O disco tem um tom intimista construído peça a peça pela musicista. Cada instrumento, cada timbre, cada espaço para o silêncio nos conta algo sobre suas intenções criativas. A base instrumental, apesar de parecer quase minimalista, esconde em sua simplicidade uma riqueza de detalhes e de pequenas surpresas que se desvelam ao ouvinte a cada nova audição. “Unrest” é exemplo disso, apresentando uma riqueza de elementos de sopro e cordas numa mixagem que parece aninhá-los confortavelmente num lugar que conduz o ouvinte sem distraí-lo do mais importante: o vocal de Annahstasia.
A voz (e a poesia) da cantora são o ponto alto do registro.
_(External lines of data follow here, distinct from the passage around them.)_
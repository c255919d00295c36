//! Platform keychain provider for secure credential storage
//!
//! Thin wrapper over the platform keychain: macOS Keychain Services,
//! Windows Credential Manager and the Linux kernel keyring / Secret Service,
//! all through the `keyring` crate. Every key becomes one entry under the
//! provider's service name.
//!
//! ```no_run
//! use authkeep_common::security::KeychainProvider;
//!
//! let keychain = KeychainProvider::new("authkeep");
//! keychain.set_secret("access_token", "eyJ...")?;
//! assert_eq!(keychain.get_secret("access_token")?.as_deref(), Some("eyJ..."));
//! # Ok::<(), authkeep_common::security::KeychainError>(())
//! ```

use async_trait::async_trait;
use keyring::Entry;
use thiserror::Error;
use tracing::debug;

use super::traits::SecretStore;
use crate::error::CommonError;

#[derive(Debug, Error)]
pub enum KeychainError {
    /// The backing store is unavailable or refused the operation
    #[error("Keychain access failed: {0}")]
    AccessFailed(String),

    #[error("Secret not found")]
    NotFound,

    #[error("Serialization error: {0}")]
    Serialization(#[from] serde_json::Error),

    /// Encrypting or decrypting a stored value failed
    #[error("Crypto error: {0}")]
    Crypto(String),
}

impl From<CommonError> for KeychainError {
    fn from(err: CommonError) -> Self {
        match err {
            CommonError::Crypto { message } | CommonError::Config { message, .. } => {
                Self::Crypto(message)
            }
            other => Self::AccessFailed(other.to_string()),
        }
    }
}

/// Platform keychain provider scoped to one service name
#[derive(Debug, Clone)]
pub struct KeychainProvider {
    service_name: String,
}

impl KeychainProvider {
    /// # Arguments
    /// * `service_name` - Service identifier entries are filed under (e.g.
    ///   `"authkeep"`, `"com.example.app.auth"`)
    pub fn new(service_name: impl Into<String>) -> Self {
        Self { service_name: service_name.into() }
    }

    #[must_use]
    pub fn service_name(&self) -> &str {
        &self.service_name
    }

    /// Store a secret value in the platform keychain
    ///
    /// # Errors
    /// Returns `KeychainError::AccessFailed` if keychain access fails
    pub fn set_secret(&self, key: &str, value: &str) -> Result<(), KeychainError> {
        debug!(service = %self.service_name, key = %key, "Storing secret in keychain");

        let entry = self.create_entry(key)?;
        entry.set_password(value).map_err(|e| {
            KeychainError::AccessFailed(format!("Failed to store secret for {key}: {e}"))
        })?;

        Ok(())
    }

    /// Retrieve a secret value from the platform keychain
    ///
    /// # Errors
    /// Returns `KeychainError::AccessFailed` if keychain access fails
    pub fn get_secret(&self, key: &str) -> Result<Option<String>, KeychainError> {
        debug!(service = %self.service_name, key = %key, "Retrieving secret from keychain");

        let entry = self.create_entry(key)?;
        match entry.get_password() {
            Ok(secret) => Ok(Some(secret)),
            Err(keyring::Error::NoEntry) => Ok(None),
            Err(e) => Err(KeychainError::AccessFailed(format!(
                "Failed to retrieve secret for {key}: {e}"
            ))),
        }
    }

    /// Delete a secret from the platform keychain (idempotent)
    ///
    /// # Errors
    /// Returns `KeychainError::AccessFailed` if keychain access fails
    pub fn delete_secret(&self, key: &str) -> Result<(), KeychainError> {
        debug!(service = %self.service_name, key = %key, "Deleting secret from keychain");

        let entry = self.create_entry(key)?;
        match entry.delete_credential() {
            Ok(()) | Err(keyring::Error::NoEntry) => Ok(()),
            Err(e) => Err(KeychainError::AccessFailed(format!(
                "Failed to delete secret for {key}: {e}"
            ))),
        }
    }

    fn create_entry(&self, key: &str) -> Result<Entry, KeychainError> {
        Entry::new(&self.service_name, key).map_err(|e| {
            KeychainError::AccessFailed(format!("Failed to create keychain entry for {key}: {e}"))
        })
    }

    /// Run a blocking keychain call off the async executor.
    async fn blocking<T, F>(&self, op: F) -> Result<T, KeychainError>
    where
        T: Send + 'static,
        F: FnOnce(Self) -> Result<T, KeychainError> + Send + 'static,
    {
        let provider = self.clone();
        tokio::task::spawn_blocking(move || op(provider))
            .await
            .map_err(|e| KeychainError::AccessFailed(format!("Keychain task failed: {e}")))?
    }
}

#[async_trait]
impl SecretStore for KeychainProvider {
    async fn set(&self, key: &str, value: &str) -> Result<(), KeychainError> {
        let key = key.to_string();
        let value = zeroize::Zeroizing::new(value.to_string());
        self.blocking(move |provider| provider.set_secret(&key, &value)).await
    }

    async fn get(&self, key: &str) -> Result<Option<String>, KeychainError> {
        let key = key.to_string();
        self.blocking(move |provider| provider.get_secret(&key)).await
    }

    async fn delete(&self, key: &str) -> Result<(), KeychainError> {
        let key = key.to_string();
        self.blocking(move |provider| provider.delete_secret(&key)).await
    }
}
Dona de uma voz que é ao mesmo tempo poderosa e que consegue demonstrar fragilidade, Annahstasia coloca em sua entrega vocal algo único: o silêncio. Por vezes, ela flexiona suas sílabas de forma a deixar espaços ou cria respiros maiores entre uma palavra e outra (o que já pode ser percebido na abertura “Be Kind”), resultando numa entrega e numa entonação que se ligam às histórias que nos são contadas em cada canção. Soma-se a isso as ótimas participações de nomes como Obongjayar (no belo dueto “Slow”) e da poetisa aja monet (em “All Is. Will Be. As It Was”).
São letras confessionais, que discutem amor, decepção, esperança e memória, entoadas num tom bastante pessoal e sensível. Tether é um disco encantador, que, em meio à sua aparente simplicidade, revela uma miríade de sentimentos e sensações. Há, a todo momento, uma dualidade entre força e delicadeza, sutileza e profundidade. Um dos grandes lançamentos do ano.